Laboratory automation within the pharmaceutical industry has been expanding rapidly over the past decade, providing higher productivity, precision, and quality. By reducing the number of repetitive manual tasks and thus the risk for potential error, time can be saved, allowing the scientist to concentrate on research. Many companies have invested in automated systems, ranging from liquid handling for tube and plate set-up to high-content screening assays and analytical equipment. Such equipment can be used for the analysis of intermediate synthesis stages during the drug discovery process, in addition to final analysis and quality control.
Despite extensive automation however, the process of equipment maintenance still relies on manual input. Users of analytical instruments, such as high-performance liquid chromatography (HPLC) or mass spectrometers (MS), need to constantly monitor solvent levels in supply and waste vessels. Failure to do so can result in damage to expensive equipment and unwanted down time and cost. There is also the potential threat of leakage of potentially dangerous solvents if waste levels overflow.
Visual monitoring of solvent levels in supply and waste vessels can be problematic as they are often placed behind instruments, below benches, or in fume cupboards, and trays can contain multiple bottles. In addition, due to the volatility of such solvents, they are often stored in dark glass bottles to avoid photo-reactivity, which does make it harder to visually assess levels.
Although it is often possible to set analytical instrumentation to estimate solvent usage, this depends on users accurately setting the starting levels and resetting the system each time a bottle is replaced, a problem in a multi-user environment. Instead, devices such as weighing scales and dip tubes are often employed; however, these are not ideal. Weighing cells need taring after every bottle change and it is not practical to fit six weigh cells in an HPLC/UPLC/MS drip tray due to their size. Dip tubes are useful, but being placed within solvent bottles they are often responsible for the contamination of supply solvent. Careful cleaning is needed to remove any solvent or bacterial growth and tubes must be resistant to the solvent itself to ensure they do not cause a reaction, which could also lead to contamination.

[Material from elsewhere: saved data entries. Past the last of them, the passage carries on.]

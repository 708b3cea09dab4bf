//! YouTube Data API v3 metadata provider.

use super::{MetadataProvider, VideoMetadata};
use crate::error::{Result, SporreError};
use async_trait::async_trait;
use chrono::{DateTime, Utc};
use serde_json::Value;
use tracing::{debug, instrument};

const VIDEOS_ENDPOINT: &str = "https://www.googleapis.com/youtube/v3/videos";

/// Metadata provider backed by the YouTube Data API.
pub struct YouTubeDataApi {
    http: reqwest::Client,
    api_key: Option<String>,
}

impl YouTubeDataApi {
    pub fn new(api_key: Option<String>) -> Self {
        Self {
            http: reqwest::Client::new(),
            api_key,
        }
    }
}

#[async_trait]
impl MetadataProvider for YouTubeDataApi {
    #[instrument(skip(self))]
    async fn fetch(&self, video_id: &str) -> Result<VideoMetadata> {
        let api_key = self.api_key.as_deref().ok_or_else(|| {
            SporreError::Metadata(
                "YouTube API key not configured (set YOUTUBE_API_KEY or youtube.api_key)"
                    .to_string(),
            )
        })?;

        let response = self
            .http
            .get(VIDEOS_ENDPOINT)
            .query(&[
                ("part", "snippet,contentDetails"),
                ("id", video_id),
                ("key", api_key),
            ])
            .send()
            .await?
            .error_for_status()?;

        let body: Value = response.json().await?;
        debug!("Fetched metadata for {}", video_id);

        parse_video_response(&body, video_id)
    }
}

/// Extract metadata from a Data API `videos.list` response.
fn parse_video_response(body: &Value, video_id: &str) -> Result<VideoMetadata> {
    let item = body
        .get("items")
        .and_then(|items| items.as_array())
        .and_then(|items| items.first())
        .ok_or_else(|| SporreError::MetadataNotFound(video_id.to_string()))?;

    let snippet = &item["snippet"];
    let content = &item["contentDetails"];

    let title = snippet["title"].as_str().unwrap_or("Unknown Title").to_string();

    let published_at = snippet["publishedAt"]
        .as_str()
        .and_then(|raw| DateTime::parse_from_rfc3339(raw).ok())
        .map(|dt| dt.with_timezone(&Utc));

    let tags = snippet["tags"]
        .as_array()
        .map(|tags| {
            tags.iter()
                .filter_map(|t| t.as_str())
                .map(|t| t.to_string())
                .collect()
        })
        .unwrap_or_default();

    Ok(VideoMetadata {
        title,
        description: snippet["description"].as_str().map(|s| s.to_string()),
        channel: snippet["channelTitle"].as_str().map(|s| s.to_string()),
        published_at,
        tags,
        duration: content["duration"].as_str().map(|s| s.to_string()),
    })
}

#[cfg(test)]
mod tests {
    use super::*;
    use serde_json::json;

    #[test]
    fn test_parse_full_response() {
        let body = json!({
            "items": [{
                "snippet": {
                    "title": "Intro to Ferrous Oxide",
                    "description": "A long talk.",
                    "channelTitle": "Rust Talks",
                    "publishedAt": "2023-06-01T12:00:00Z",
                    "tags": ["rust", "talk"]
                },
                "contentDetails": {
                    "duration": "PT1H2M3S"
                }
            }]
        });

        let meta = parse_video_response(&body, "abc123").unwrap();
        assert_eq!(meta.title, "Intro to Ferrous Oxide");
        assert_eq!(meta.channel.as_deref(), Some("Rust Talks"));
        assert_eq!(meta.tags, vec!["rust".to_string(), "talk".to_string()]);
        assert_eq!(meta.duration.as_deref(), Some("PT1H2M3S"));
        assert!(meta.published_at.is_some());
    }

    #[test]
    fn test_parse_missing_optional_fields() {
        let body = json!({
            "items": [{
                "snippet": {"title": "Bare"},
                "contentDetails": {}
            }]
        });

        let meta = parse_video_response(&body, "abc123").unwrap();
        assert_eq!(meta.title, "Bare");
        assert!(meta.description.is_none());
        assert!(meta.tags.is_empty());
        assert!(meta.duration.is_none());
    }

    #[test]
    fn test_empty_items_is_not_found() {
        let body = json!({"items": []});
        let err = parse_video_response(&body, "abc123").unwrap_err();
        assert!(matches!(err, SporreError::MetadataNotFound(id) if id == "abc123"));
    }
}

In order to be able to provide a fully-automated workflow, the process of solvent monitoring also needs to be reliably automated. As a noncontact monitoring system for the noninvasive monitoring of solvent levels, aequus from TTP Labtech enables the streamlining of advanced protocols. The easy-to-fit sensors can be attached to bottles by Velcro straps and solvent levels can be visualized via a bench-mounted touch screen display. The sensors accurately measure the level of liquid in a wide variety of non-conductive vessels, accurately compensating for vessel material—including glass and plastic—and wall thickness with a resolution of better than 0.5 mm.
With the ability to provide local feedback and display the solvent levels in up to 12 bottles (six supply, six waste), the risk of contamination is eliminated, as are the size and calibration constraints associated with current devices. An independent, configurable warning alarm can alert users when vessels are running low or are getting full. The ability to provide data logging enables the laboratory manager to keep track of those solvents that are used slowly or that deteriorate over time, as well as to detect potentially dangerous leaks.